Antique Trade Gazette (online)
A Delineation of the Strata of England and Wales with Part of Scotland was the first detailed geological map of any country. It details the different landscapes and varieties of soil across the island according to variations in substrata.
It is now on offer from London dealer Daniel Crouch Rare Books for £100,000. Mounted on linen in three sections and measuring 7ft 7in x 6ft 1in (2.31 x 1.85m), it is signed and numbered a65 by the author to the lower-right corner of the north section.
It was published by John Cary in London in 1815 and is one of five states of the map that have been identified. The earliest, unnumbered state is known in only a few copies and the example in question here was signed between December 17, 1815 and January 23, 1816. It is from a series numbered from a1-100.
Smith’s life and work are recorded in Simon Winchester’s 2001 book The Map that Changed the World. After 1815, Winchester writes: “He was imprisoned for debt, turned out of his home, his work was plagiarised, his wife went insane and the scientific establishment shunned him.”

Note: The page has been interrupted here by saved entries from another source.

//! Geodesic length and area on a sphere.
//!
//! Coordinates are longitude/latitude degrees (x = lon, y = lat).

use crate::geometry::{Coordinate, Geometry};

/// Mean earth radius in meters.
pub const EARTH_RADIUS: f64 = 6_371_008.8;

/// Great-circle distance between two lon/lat positions (haversine).
pub fn haversine(a: Coordinate, b: Coordinate) -> f64 {
    let lat1 = a.y.to_radians();
    let lat2 = b.y.to_radians();
    let dlat = lat2 - lat1;
    let dlon = (b.x - a.x).to_radians();
    let h = (dlat / 2.0).sin().powi(2) + lat1.cos() * lat2.cos() * (dlon / 2.0).sin().powi(2);
    2.0 * EARTH_RADIUS * h.sqrt().atan2((1.0 - h).sqrt())
}

/// Length of a path in meters.
pub fn path_length(path: &[Coordinate]) -> f64 {
    path.windows(2).map(|w| haversine(w[0], w[1])).sum()
}

/// Signed spherical area of a ring in square meters.
fn ring_area(ring: &[Coordinate]) -> f64 {
    let Some(&last) = ring.last() else {
        return 0.0;
    };
    let mut area = 0.0;
    let mut prev = last;
    for &c in ring {
        area += (c.x - prev.x).to_radians()
            * (2.0 + prev.y.to_radians().sin() + c.y.to_radians().sin());
        prev = c;
    }
    area * EARTH_RADIUS * EARTH_RADIUS / 2.0
}

fn polygon_area(rings: &[Vec<Coordinate>]) -> f64 {
    let Some((exterior, holes)) = rings.split_first() else {
        return 0.0;
    };
    let holes: f64 = holes.iter().map(|h| ring_area(h).abs()).sum();
    (ring_area(exterior).abs() - holes).max(0.0)
}

/// Geodesic length in meters. Polygons measure the length of every ring;
/// points measure zero.
pub fn geodesic_length(geometry: &Geometry) -> f64 {
    match geometry {
        Geometry::Point(_) | Geometry::MultiPoint(_) => 0.0,
        Geometry::LineString(path) => path_length(path),
        Geometry::MultiLineString(paths) | Geometry::Polygon(paths) => {
            paths.iter().map(|p| path_length(p)).sum()
        }
        Geometry::MultiPolygon(polygons) => polygons
            .iter()
            .flatten()
            .map(|ring| path_length(ring))
            .sum(),
    }
}

/// Geodesic area in square meters; zero for points and lines.
pub fn geodesic_area(geometry: &Geometry) -> f64 {
    match geometry {
        Geometry::Polygon(rings) => polygon_area(rings),
        Geometry::MultiPolygon(polygons) => polygons.iter().map(|p| polygon_area(p)).sum(),
        _ => 0.0,
    }
}

#[cfg(test)]
mod tests {
    use super::*;

    fn c(x: f64, y: f64) -> Coordinate {
        Coordinate::new(x, y)
    }

    #[test]
    fn test_one_degree_of_latitude() {
        let d = haversine(c(0.0, 0.0), c(0.0, 1.0));
        assert!((d - 111_195.08).abs() < 0.01);
    }

    #[test]
    fn test_unit_square_area_at_equator() {
        let square = Geometry::Polygon(vec![vec![
            c(0.0, 0.0),
            c(1.0, 0.0),
            c(1.0, 1.0),
            c(0.0, 1.0),
            c(0.0, 0.0),
        ]]);
        let area = geodesic_area(&square);
        assert!((area - 12_363_718_145.18).abs() < 1.0);
        assert_eq!(geodesic_area(&Geometry::Point(c(0.0, 0.0))), 0.0);
    }

    #[test]
    fn test_hole_is_subtracted() {
        let outer = vec![c(0.0, 0.0), c(2.0, 0.0), c(2.0, 2.0), c(0.0, 2.0), c(0.0, 0.0)];
        let hole = vec![c(0.5, 0.5), c(1.5, 0.5), c(1.5, 1.5), c(0.5, 1.5), c(0.5, 0.5)];
        let with_hole = geodesic_area(&Geometry::Polygon(vec![outer.clone(), hole.clone()]));
        let solid = geodesic_area(&Geometry::Polygon(vec![outer]));
        let hole_area = geodesic_area(&Geometry::Polygon(vec![hole]));
        assert!((with_hole - (solid - hole_area)).abs() < 1e-3);
    }

    #[test]
    fn test_multiline_length() {
        let lines = Geometry::MultiLineString(vec![
            vec![c(0.0, 0.0), c(0.0, 1.0)],
            vec![c(10.0, 0.0), c(10.0, 1.0)],
        ]);
        assert!((geodesic_length(&lines) - 2.0 * 111_195.08).abs() < 0.1);
    }
}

A Delineation… is one of the pieces included in Daniel Crouch’s new catalogue Data Visualization, which features maps in the modern era that used gathered data to make information readily accessible to a wider audience.
Other pieces in the group include Charles Booth’s 1889 Descriptive Map of East End Poverty and Harry Beck’s 1933 map of the London Underground.
However, his ground-breaking theory on the nature of strata, developed as early as 1796, is still celebrated today.